Briefly: it’s challenging, but (SHOCKING!) not impossible.
To get real for a minute, we waited a while to have kids because of the career we chose. We’ve been freelancing together literally since the week we got married—our first inquiry hit the inbox the day before our wedding—and in the ensuing 7 years, it’s been fun but also completely insane. We’ve broken our backs at the computer, drawn until our hands shrunk into stiff claws, strained to follow the scant breadcrumbs of the ever-elusive next client, and nearly drowned in the deep end as we learned to first keep our heads above water and then to finally swim in the sea of business.
We both had always wanted kids, but for years the thought of adding a needy, screaming, pooping little human into the ring made us want to curl up under the sofa and die… until we started to wither away and die from not having one.
During the pregnancy, we were still apprehensive about how we were going to manage the baby/work balance, but we mashed the gas pedal to pad our bank account and beef up our portfolio, and prayed that God would provide only what we needed—nothing more, nothing less.

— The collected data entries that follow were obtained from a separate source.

//! Core types, traits and numerical routines for movement analysis
//!
//! This crate provides the shared foundation of the movetrack workspace:
//!
//! - [`error`]: the unified [`Error`] type and [`Result`] alias
//! - [`math`]: circular arithmetic, log-densities and sample statistics
//! - [`optimize`]: BFGS, Nelder-Mead and golden-section minimisation with
//!   explicit convergence diagnostics
//! - [`traits`]: analyzer properties and CSV-dumpable result tables
//! - [`time`]: timestamp parsing and durations in hours
//!
//! # Example
//!
//! ```rust
//! use movetrack_core::optimize::{bfgs, OptimizerSettings};
//!
//! let outcome = bfgs(|x| (x[0] - 2.0).powi(2), &[0.0], &OptimizerSettings::default()).unwrap();
//! assert!(outcome.converged);
//! assert!((outcome.x[0] - 2.0).abs() < 1e-4);
//! ```

pub mod error;
pub mod math;
pub mod optimize;
pub mod time;
pub mod traits;

// Re-export core types
pub use error::{Error, Result};
pub use optimize::{OptimizationOutcome, OptimizerSettings};
pub use traits::{AnalyzerProperties, TabularOutput};

// Version information
pub const VERSION: &str = env!("CARGO_PKG_VERSION");

/// Prelude module for convenient imports
pub mod prelude {
    pub use crate::error::{Error, Result};
    pub use crate::optimize::{OptimizationOutcome, OptimizerSettings};
    pub use crate::traits::{AnalyzerProperties, TabularOutput};
}
//! First passage time (FPT) analysis
//!
//! For every fix of a trajectory and every radius of a sweep, the FPT is the
//! time the animal needs to leave a circle of that radius centred on the fix.
//! The variance of ln(FPT) across fixes, plotted against radius, peaks at the
//! spatial scale at which the animal concentrates its search effort.
//!
//! - [`parameters`]: the radius sweep
//! - [`passage`]: the passage time computation and [`FirstPassageTime`] analyzer
//! - [`curve`]: the log-variance curve and CSV tables
//!
//! ## Usage
//!
//! ```rust
//! use chrono::{TimeZone, Utc};
//! use movetrack_fpt::{FirstPassageTime, FptParameters};
//! use movetrack_track::Trajectory;
//!
//! let start = Utc.with_ymd_and_hms(2012, 5, 1, 0, 0, 0).unwrap();
//! let points: Vec<(f64, f64)> = (0..20).map(|i| (i as f64 * 100.0, 0.0)).collect();
//! let trajectory = Trajectory::from_xy("A", start, 1.0, &points).unwrap();
//!
//! let analyzer = FirstPassageTime::new(FptParameters::linear(50.0, 500.0, 10).unwrap()).unwrap();
//! let result = analyzer.analyze(&trajectory).unwrap();
//! for point in result.curve().points() {
//!     assert!(point.log_variance.map_or(true, |v| v >= 0.0));
//! }
//! ```

pub mod curve;
pub mod parameters;
pub mod passage;

pub use curve::{FptCurve, FptCurvePoint, FptMatrix, FptRow};
pub use parameters::FptParameters;
pub use passage::{passage_times, FirstPassageTime, FptResult};
//! Velocity series extracted from a trajectory
//!
//! Every step that has both a defined turning angle and a positive duration
//! yields one observation, stamped at the midpoint of the step. The first
//! step never has a turning angle and is therefore never part of the series.

use chrono::{DateTime, Utc};
use movetrack_core::{Error, Result, TabularOutput};
use movetrack_track::Trajectory;
use serde::{Deserialize, Serialize};
use std::fmt;
use tracing::{debug, instrument};

/// Scalar response analysed by the window sweep
#[derive(Debug, Clone, Copy, PartialEq, Eq, Default, Serialize, Deserialize)]
pub enum ResponseKind {
    /// Velocity persistence `V cos θ`
    #[default]
    Persistence,
    /// Turning velocity `V sin θ`
    Turning,
    /// Speed `V`
    Speed,
}

impl ResponseKind {
    pub fn name(&self) -> &'static str {
        match self {
            Self::Persistence => "persistence velocity",
            Self::Turning => "turning velocity",
            Self::Speed => "speed",
        }
    }
}

impl fmt::Display for ResponseKind {
    fn fmt(&self, f: &mut fmt::Formatter<'_>) -> fmt::Result {
        f.write_str(self.name())
    }
}

/// Velocity components of one step
#[derive(Debug, Clone, PartialEq, Serialize)]
pub struct VelocityStep {
    /// Index of the step in the trajectory
    pub step: usize,
    /// Time of the fix the step leaves from
    pub timestamp: DateTime<Utc>,
    /// Hours since the first fix at the start, end and midpoint of the step
    pub start_hours: f64,
    pub end_hours: f64,
    pub mid_hours: f64,
    /// Metres per hour
    pub speed: f64,
    pub turn_angle: f64,
    pub persistence: f64,
    pub turning: f64,
}

impl VelocityStep {
    pub fn value(&self, kind: ResponseKind) -> f64 {
        match kind {
            ResponseKind::Persistence => self.persistence,
            ResponseKind::Turning => self.turning,
            ResponseKind::Speed => self.speed,
        }
    }
}

/// Velocity observations of one individual, in time order
#[derive(Debug, Clone, PartialEq)]
pub struct VelocitySeries {
    individual_id: String,
    steps: Vec<VelocityStep>,
}

impl VelocitySeries {
    #[instrument(skip_all, fields(individual = trajectory.individual_id()))]
    pub fn from_trajectory(trajectory: &Trajectory) -> Result<Self> {
        let hours = trajectory.elapsed_hours();
        let fixes = trajectory.fixes();
        let all = trajectory.steps();
        let mut skipped = 0;
        let mut steps = Vec::with_capacity(all.len());

        for step in &all {
            let (Some(speed), Some(theta)) = (step.speed(), step.turn_angle) else {
                skipped += 1;
                continue;
            };
            let start = hours[step.index];
            let end = hours[step.index + 1];
            steps.push(VelocityStep {
                step: step.index,
                timestamp: fixes[step.index].timestamp,
                start_hours: start,
                end_hours: end,
                mid_hours: 0.5 * (start + end),
                speed,
                turn_angle: theta,
                persistence: speed * theta.cos(),
                turning: speed * theta.sin(),
            });
        }
        if steps.is_empty() {
            return Err(Error::InsufficientData {
                expected: 1,
                actual: 0,
            });
        }
        debug!(kept = steps.len(), skipped, "extracted velocity series");

        Ok(Self {
            individual_id: trajectory.individual_id().to_string(),
            steps,
        })
    }

    pub fn individual_id(&self) -> &str {
        &self.individual_id
    }

    pub fn steps(&self) -> &[VelocityStep] {
        &self.steps
    }

    pub fn len(&self) -> usize {
        self.steps.len()
    }

    pub fn is_empty(&self) -> bool {
        self.steps.is_empty()
    }

    /// Step midpoints in hours since the first fix
    pub fn times(&self) -> Vec<f64> {
        self.steps.iter().map(|s| s.mid_hours).collect()
    }

    pub fn response(&self, kind: ResponseKind) -> Vec<f64> {
        self.steps.iter().map(|s| s.value(kind)).collect()
    }
}

impl TabularOutput for VelocitySeries {
    type Row = VelocityStep;

    fn rows(&self) -> Vec<VelocityStep> {
        self.steps.clone()
    }
}
//! Timestamp helpers
//!
//! All durations in movetrack are expressed in hours as `f64`.

use crate::error::{Error, Result};
use chrono::{DateTime, NaiveDate, NaiveDateTime, TimeZone, Utc};

/// Timestamp layouts tried, in order, when no explicit format is configured
pub const DEFAULT_TIMESTAMP_FORMATS: &[&str] = &[
    "%Y-%m-%d %H:%M:%S%.f",
    "%Y-%m-%dT%H:%M:%S%.f",
    "%Y-%m-%d %H:%M",
    "%Y/%m/%d %H:%M:%S",
    "%d/%m/%Y %H:%M:%S",
];

/// Elapsed time from `start` to `end` in hours (negative if `end` precedes `start`)
pub fn duration_hours(start: DateTime<Utc>, end: DateTime<Utc>) -> f64 {
    (end - start).num_milliseconds() as f64 / 3_600_000.0
}

/// Parse a timestamp as UTC using RFC 3339 or one of `formats`
///
/// Date-only values (`%Y-%m-%d`) are accepted as midnight.
pub fn parse_timestamp(value: &str, formats: &[String]) -> Result<DateTime<Utc>> {
    let value = value.trim();
    if let Ok(ts) = DateTime::parse_from_rfc3339(value) {
        return Ok(ts.with_timezone(&Utc));
    }

    let custom: Vec<&str> = formats.iter().map(String::as_str).collect();
    let formats: &[&str] = if custom.is_empty() {
        DEFAULT_TIMESTAMP_FORMATS
    } else {
        &custom
    };

    for format in formats {
        if let Ok(naive) = NaiveDateTime::parse_from_str(value, format) {
            return Ok(Utc.from_utc_datetime(&naive));
        }
    }
    if let Some(midnight) = NaiveDate::parse_from_str(value, "%Y-%m-%d")
        .ok()
        .and_then(|date| date.and_hms_opt(0, 0, 0))
    {
        return Ok(Utc.from_utc_datetime(&midnight));
    }

    Err(Error::Timestamp(format!("unrecognised timestamp '{value}'")))
}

We now find ourselves both happier and more productive in both our professional and personal lives, with a baby who needs our attention for big portions of the day.
Life is a bit trickier, for sure! There are nights when she doesn’t sleep; there are days when she will only sleep on Ashley, thus cutting her off from work. She has recently started teething, and she’s not shy about telling us how much her mouth hurts. And we have had a lion’s share of challenges; one that comes to mind immediately is when Sadie was two weeks old, Ashley came down with a bad postpartum infection and found herself readmitted to the hospital—right in the middle of a rush deadline for American Greetings that we had said yes to without much foresight. So Joel worked on it with the laptop and tablet in the hospital room, and we both finished it the night we got out of the hospital, staying up until 3 AM.
Thankfully, though, these stories are few and far between, and overall we manage everything better than we did before kids. How on earth are we doing this? Honestly, part of it is a mystery, and part of it is that we were blessed with a really awesome baby. The other part of it, though, is what we decide to do in order to step it up for Sadie:
1. We get up earlier.
No more casually ambling into the studio around lunchtime; we actually gave away our alarm clock because Sadie is our little dawn-sounding rooster down the hall. We’re not saying night owls are less productive than early birds, but it’s undeniable that we do get more done by getting up in the morning rather than just before midday.
2. We make better use of our time.
“What did we do with our time before we had kids?” It’s the classic parental lament. The verdict? You farted around a lot more. Well, that frame of mind got rendered obsolete pretty quickly. Good riddance! It paved the way for taking care of Sadie, getting our work done, tending to the cats and fish and plants and house, and somehow finding more time for the things we enjoy. The rising tide lifts all boats, and though we work harder, we also get more done than we ever used to… because we waste less time than we used to.
3. We take more breaks.
Working hard is great; burnout is not. Before we had a baby, we worked too hard for too long, to the detriment of our productivity. Getting “in the zone” is a wonderful thing, but you also have to relax your mind and body periodically, because living too long in a constant state of tension (even good tension) will always make you snap.
4. We’re more of a team than before.
We’ve always collaborated—we’re a husband-and-wife freelance illustration team who draws on each others’ drawings, after all—but we discovered it takes a lot more coordination to meet deadlines and manage workflows when you have a wee member of your team who doesn’t take kindly to parent-imposed timelines. (“Sadie, can you just sit in that poopy diaper for another half hour? I need to finish coloring this magazine spot.” Righhht.)
5. We’ve got greater incentive to hustle.
We’re not just doing this job because we love it (which we still do, of course), but also because it’s providing for our daughter and her future. We used to think it was amazing what the pressure of rent and bills does for one’s at-home work ethic; with a baby, the pressure grows exponentially, and it’s paired with a truly joyful desire to give it all to her.
We feel good about what the last hew months have brought, and of course, she’s going to keep us on our toes from here on out. We don’t know what kind of tune we’ll sing when she learns to walk. But what we do know is that we’ll all grow into it… and that she’s worth whatever curveballs come our way.